Ruby is a dynamic, dynamically typed language with strong object-oriented foundations — almost everything is an object, including integers, classes, and methods themselves. Yukihiro "Matz" Matsumoto created Ruby in the early 1990s in Japan, drawing on Smalltalk's pure-OO model, Perl's textual ergonomics, and Lisp's metaprogramming capabilities. The combination produces a language that prioritises programmer happiness over strict performance.
The Rails web framework that David Heinemeier Hansson released in 2004 carried Ruby into mainstream popularity, and Ruby has remained closely associated with web development since. Beyond Rails, Ruby is widely used for command-line tooling (Homebrew is written in Ruby), configuration management (Chef and the older Puppet Ruby DSL), and many other domains where its readable syntax and powerful metaprogramming pay off.
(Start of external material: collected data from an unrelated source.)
use rusqlite::Connection;

use crate::error::{Error, Result};

/// Stored in `PRAGMA user_version`.
pub const SCHEMA_VERSION: i32 = 1;

pub fn initialize(conn: &Connection) -> Result<()> {
    let version: i32 = conn.query_row("PRAGMA user_version", [], |row| row.get(0))?;
    match version {
        0 => {
            create_tables(conn)?;
            conn.pragma_update(None, "user_version", SCHEMA_VERSION)?;
        }
        SCHEMA_VERSION => {}
        other => return Err(Error::UnsupportedSchema(other)),
    }
    Ok(())
}

fn create_tables(conn: &Connection) -> Result<()> {
    // No UNIQUE on lft/rgt: a renumbering UPDATE collides row by row.
    conn.execute_batch(
        "
        CREATE TABLE IF NOT EXISTS albums (
            id          INTEGER PRIMARY KEY AUTOINCREMENT,
            parent_id   INTEGER REFERENCES albums(id),
            lft         INTEGER NOT NULL,
            rgt         INTEGER NOT NULL,
            title       TEXT NOT NULL,
            created_at  INTEGER NOT NULL
        );

        CREATE INDEX IF NOT EXISTS idx_albums_lft ON albums(lft);
        CREATE INDEX IF NOT EXISTS idx_albums_rgt ON albums(rgt);
        CREATE INDEX IF NOT EXISTS idx_albums_parent ON albums(parent_id);

        CREATE TABLE IF NOT EXISTS photos (
            id          INTEGER PRIMARY KEY AUTOINCREMENT,
            album_id    INTEGER NOT NULL REFERENCES albums(id) ON DELETE CASCADE,
            title       TEXT NOT NULL,
            taken_at    INTEGER
        );

        CREATE INDEX IF NOT EXISTS idx_photos_album ON photos(album_id);
        CREATE INDEX IF NOT EXISTS idx_photos_album_taken ON photos(album_id, taken_at);
        ",
    )?;
    Ok(())
}
use albumtree_core::Gallery;
use anyhow::Result;
use comfy_table::{presets::UTF8_FULL, Cell, Color, ContentArrangement, Table};

pub fn run(gallery: &Gallery, json: bool) -> Result<()> {
    let forest = gallery.forest()?;

    if json {
        let rows: Vec<serde_json::Value> = forest
            .nodes_with_depth()
            .into_iter()
            .map(|(node, depth)| serde_json::json!({ "album": node, "depth": depth }))
            .collect();
        println!("{}", serde_json::to_string_pretty(&rows)?);
        return Ok(());
    }

    if forest.is_empty() {
        println!("No albums yet. Create one with `albumtree album add <title>`.");
        return Ok(());
    }

    let mut table = Table::new();
    table.load_preset(UTF8_FULL);
    table.set_content_arrangement(ContentArrangement::Dynamic);
    table.set_header(vec![
        Cell::new("ID"),
        Cell::new("Album"),
        Cell::new("Left"),
        Cell::new("Right"),
    ]);

    for (node, depth) in forest.nodes_with_depth() {
        let title = format!("{}{}", "  ".repeat(depth), node.title);
        let title = if node.interval.is_leaf() {
            Cell::new(title)
        } else {
            Cell::new(title).fg(Color::Cyan)
        };
        table.add_row(vec![
            Cell::new(node.id),
            title,
            Cell::new(node.interval.left),
            Cell::new(node.interval.right),
        ]);
    }

    println!("{table}");
    Ok(())
}
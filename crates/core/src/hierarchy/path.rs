use std::collections::HashSet;

use tracing::error;

use crate::domain::{AlbumId, AlbumNode};
use crate::error::{Error, Result};

/// A node that can be named along a root-to-node path.
pub trait Pathable {
    fn path_id(&self) -> AlbumId;
    fn path_parent(&self) -> Option<AlbumId>;
    fn title(&self) -> &str;
}

impl Pathable for AlbumNode {
    fn path_id(&self) -> AlbumId {
        self.id
    }

    fn path_parent(&self) -> Option<AlbumId> {
        self.parent_id
    }

    fn title(&self) -> &str {
        &self.title
    }
}

impl<T: Pathable + ?Sized> Pathable for &T {
    fn path_id(&self) -> AlbumId {
        (**self).path_id()
    }

    fn path_parent(&self) -> Option<AlbumId> {
        (**self).path_parent()
    }

    fn title(&self) -> &str {
        (**self).title()
    }
}

/// Join titles from the root down to `node`, following `parent_id` links
/// through `lookup`.
pub fn full_path<N, P, F>(node: &N, separator: &str, mut lookup: F) -> Result<String>
where
    N: Pathable + ?Sized,
    P: Pathable,
    F: FnMut(AlbumId) -> Result<Option<P>>,
{
    let mut titles = vec![node.title().to_string()];
    let mut visited = HashSet::from([node.path_id()]);
    let mut child = node.path_id();
    let mut next = node.path_parent();

    while let Some(parent_id) = next {
        let Some(parent) = lookup(parent_id)? else {
            error!(album = child, missing_parent = parent_id, "broken parent chain");
            return Err(Error::BrokenChain {
                album: child,
                missing_parent: parent_id,
            });
        };
        if !visited.insert(parent.path_id()) {
            error!(album = node.path_id(), parent_id, "parent chain loops");
            return Err(Error::ConsistencyViolation(format!(
                "parent chain of album {} loops back to album {parent_id}",
                node.path_id()
            )));
        }
        titles.push(parent.title().to_string());
        child = parent.path_id();
        next = parent.path_parent();
    }

    titles.reverse();
    Ok(titles.join(separator))
}
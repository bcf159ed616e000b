use albumtree_core::Gallery;
use anyhow::Result;
use chrono::{DateTime, Utc};
use comfy_table::{presets::UTF8_FULL, Cell, ContentArrangement, Table};

use super::format_time;

pub fn add(
    gallery: &Gallery,
    album: i64,
    title: &str,
    taken_at: Option<DateTime<Utc>>,
) -> Result<()> {
    let photo = gallery.add_photo(album, title, taken_at)?;
    println!(
        "Added photo #{} {} to {}",
        photo.id,
        photo.title,
        gallery.full_path(album)?
    );
    Ok(())
}

pub fn rm(gallery: &Gallery, id: i64) -> Result<()> {
    gallery.remove_photo(id)?;
    println!("Removed photo #{id}");
    Ok(())
}

pub fn ls(gallery: &Gallery, album: i64, recursive: bool) -> Result<()> {
    let photos = if recursive {
        gallery.photos_under(album)?
    } else {
        gallery.photos_in(album)?
    };

    if photos.is_empty() {
        println!("No photos in {}.", gallery.full_path(album)?);
        return Ok(());
    }

    let mut table = Table::new();
    table.load_preset(UTF8_FULL);
    table.set_content_arrangement(ContentArrangement::Dynamic);
    table.set_header(vec![
        Cell::new("ID"),
        Cell::new("Title"),
        Cell::new("Album"),
        Cell::new("Taken At"),
    ]);

    for photo in &photos {
        table.add_row(vec![
            Cell::new(photo.id),
            Cell::new(&photo.title),
            Cell::new(gallery.full_path(photo.album_id)?),
            Cell::new(format_time(photo.taken_at)),
        ]);
    }

    println!("{table}");
    let range = gallery.taken_at_range(album)?;
    if !range.is_empty() {
        println!(
            "  {} photos, taken {} .. {}",
            photos.len(),
            format_time(range.min),
            format_time(range.max)
        );
    }
    Ok(())
}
Ruby's release cadence is annual; recent versions have significantly improved performance through YJIT (a JIT compiler in the reference MRI implementation). Alternative implementations include JRuby (on the JVM) and TruffleRuby (on GraalVM). The language is dual-licensed under BSD-2-Clause and the Ruby Licence; the community-organised RubyGems package manager is the canonical source for libraries.
Install
Debian/Ubuntu: sudo apt install ruby-full Fedora/RHEL: sudo dnf install ruby Arch: sudo pacman -S ruby macOS: brew install ruby Or use a version manager like rbenv or rvm.